-------- Data to use

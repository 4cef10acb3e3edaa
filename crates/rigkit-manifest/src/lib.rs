//! Identity parsing and descriptor models for the catalog's three entity
//! kinds: test cases, suites, and plans.

pub mod identity;
pub mod types;

pub use identity::{EntityType, Identity, IdentityError};
pub use types::{
    EnvReference, ManifestError, ParamType, ParameterDef, PlanDescriptor, Privilege, RawInput,
    SuiteControls, SuiteDescriptor, SuiteNode, TestCaseDescriptor, TestCaseNode, TimeoutPolicy,
    SUPPORTED_SCHEMA_MAJOR,
};
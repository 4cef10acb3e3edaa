//! Run-folder layout, atomic artifact writes, and the append-only JSONL
//! runs index (SPEC_FULL.md §4.9 / spec.md §4.9, §6.1, §6.3).

pub mod index;
pub mod run_folder;

pub use index::{IndexEntry, RunsIndex};
pub use run_folder::{ArtifactError, ChildSummary, EngineEvent, RunFolder};
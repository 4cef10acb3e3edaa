//! `RunRequest` (SPEC_FULL.md §6, spec.md §6.4).
//!
//! The "exactly one of suite/testCase/plan" invariant from spec.md §6.4 is
//! encoded in the type, not validated at runtime: there is no public way to
//! build a [`RunRequest`] that names more than one target, because the only
//! constructors are [`RunRequest::for_case`], [`RunRequest::for_suite`], and
//! [`RunRequest::for_plan`], each producing one variant of the private
//! [`RunTarget`] enum. Likewise `caseInputs` only exists on the `for_case`
//! constructor and `nodeOverrides` only on `for_suite`'s — a plan request
//! has no way to carry either, which is the type-level side of
//! `Plan.InputOverride.NotAllowed`.

use std::collections::BTreeMap;

use rigkit_manifest::{Identity, RawInput};

pub(crate) enum RunTarget {
    Case { identity: Identity, case_inputs: Option<BTreeMap<String, RawInput>> },
    Suite { identity: Identity, node_overrides: Option<BTreeMap<String, BTreeMap<String, RawInput>>> },
    Plan { identity: Identity },
}

/// One `RunRequest`: a run target plus environment overrides, which the
/// spec permits regardless of target kind (spec.md §6.4).
pub struct RunRequest {
    pub(crate) target: RunTarget,
    pub(crate) environment_overrides: Option<BTreeMap<String, String>>,
}

impl RunRequest {
    #[must_use]
    pub fn for_case(
        identity: Identity,
        case_inputs: Option<BTreeMap<String, RawInput>>,
        environment_overrides: Option<BTreeMap<String, String>>,
    ) -> Self {
        Self { target: RunTarget::Case { identity, case_inputs }, environment_overrides }
    }

    #[must_use]
    pub fn for_suite(
        identity: Identity,
        node_overrides: Option<BTreeMap<String, BTreeMap<String, RawInput>>>,
        environment_overrides: Option<BTreeMap<String, String>>,
    ) -> Self {
        Self { target: RunTarget::Suite { identity, node_overrides }, environment_overrides }
    }

    #[must_use]
    pub fn for_plan(identity: Identity, environment_overrides: Option<BTreeMap<String, String>>) -> Self {
        Self { target: RunTarget::Plan { identity }, environment_overrides }
    }
}
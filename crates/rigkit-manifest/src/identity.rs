//! Versioned entity identity (SPEC_FULL.md §4.1 / spec.md §3).

use std::fmt;
use std::str::FromStr;

use thiserror::Error;

/// Kind of catalog entity an [`Identity`] refers to. Not part of the
/// identity's equality/ordering — the same `(id, version)` pair is only
/// required to be unique *within* one entity type (spec.md §3 invariant).
#[derive(Debug, Clone, Copy, PartialEq, Eq, Hash, PartialOrd, Ord)]
pub enum EntityType {
    TestCase,
    Suite,
    Plan,
}

impl fmt::Display for EntityType {
    fn fmt(&self, f: &mut fmt::Formatter<'_>) -> fmt::Result {
        let s = match self {
            Self::TestCase => "testCase",
            Self::Suite => "suite",
            Self::Plan => "plan",
        };
        write!(f, "{s}")
    }
}

#[derive(Debug, Error, PartialEq, Eq)]
pub enum IdentityError {
    #[error("identity string is empty")]
    Empty,
    #[error("identity '{0}' is missing an '@version' suffix")]
    MissingVersion(String),
    #[error("identity '{0}' has more than one '@'")]
    MultipleAt(String),
    #[error("identity component '{0}' is empty")]
    EmptyComponent(String),
    #[error("identity component '{component}' contains a character outside [A-Za-z0-9._-]")]
    InvalidCharacter { component: String },
    #[error("identity component '{component}' contains whitespace")]
    Whitespace { component: String },
}

/// A versioned entity identity: `(id, version)`, stringified as `id@version`.
///
/// Both fields must match `[A-Za-z0-9._-]+` and contain no whitespace.
#[derive(Debug, Clone, PartialEq, Eq, Hash, PartialOrd, Ord)]
pub struct Identity {
    id: String,
    version: String,
}

fn validate_component(component: &str) -> Result<(), IdentityError> {
    if component.is_empty() {
        return Err(IdentityError::EmptyComponent(component.to_string()));
    }
    if component.chars().any(char::is_whitespace) {
        return Err(IdentityError::Whitespace {
            component: component.to_string(),
        });
    }
    if !component
        .chars()
        .all(|c| c.is_ascii_alphanumeric() || matches!(c, '.' | '_' | '-'))
    {
        return Err(IdentityError::InvalidCharacter {
            component: component.to_string(),
        });
    }
    Ok(())
}

impl Identity {
    /// Construct an identity from already-validated components.
    pub fn new(id: impl Into<String>, version: impl Into<String>) -> Result<Self, IdentityError> {
        let id = id.into();
        let version = version.into();
        validate_component(&id)?;
        validate_component(&version)?;
        Ok(Self { id, version })
    }

    #[must_use]
    pub fn id(&self) -> &str {
        &self.id
    }

    #[must_use]
    pub fn version(&self) -> &str {
        &self.version
    }
}

impl FromStr for Identity {
    type Err = IdentityError;

    fn from_str(s: &str) -> Result<Self, Self::Err> {
        if s.is_empty() {
            return Err(IdentityError::Empty);
        }
        let mut parts = s.splitn(3, '@');
        let id = parts.next().ok_or(IdentityError::Empty)?;
        let version = parts
            .next()
            .ok_or_else(|| IdentityError::MissingVersion(s.to_string()))?;
        if parts.next().is_some() {
            return Err(IdentityError::MultipleAt(s.to_string()));
        }
        Identity::new(id, version)
    }
}

impl fmt::Display for Identity {
    fn fmt(&self, f: &mut fmt::Formatter<'_>) -> fmt::Result {
        write!(f, "{}@{}", self.id, self.version)
    }
}

impl serde::Serialize for Identity {
    fn serialize<S>(&self, serializer: S) -> Result<S::Ok, S::Error>
    where
        S: serde::Serializer,
    {
        serializer.serialize_str(&self.to_string())
    }
}

impl<'de> serde::Deserialize<'de> for Identity {
    fn deserialize<D>(deserializer: D) -> Result<Self, D::Error>
    where
        D: serde::Deserializer<'de>,
    {
        let s = String::deserialize(deserializer)?;
        Identity::from_str(&s).map_err(serde::de::Error::custom)
    }
}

----------------

**Assignment:**
The answer must be a single number: the count of lines in the records above that contain the word "MultipleAt".

**Response below:**
2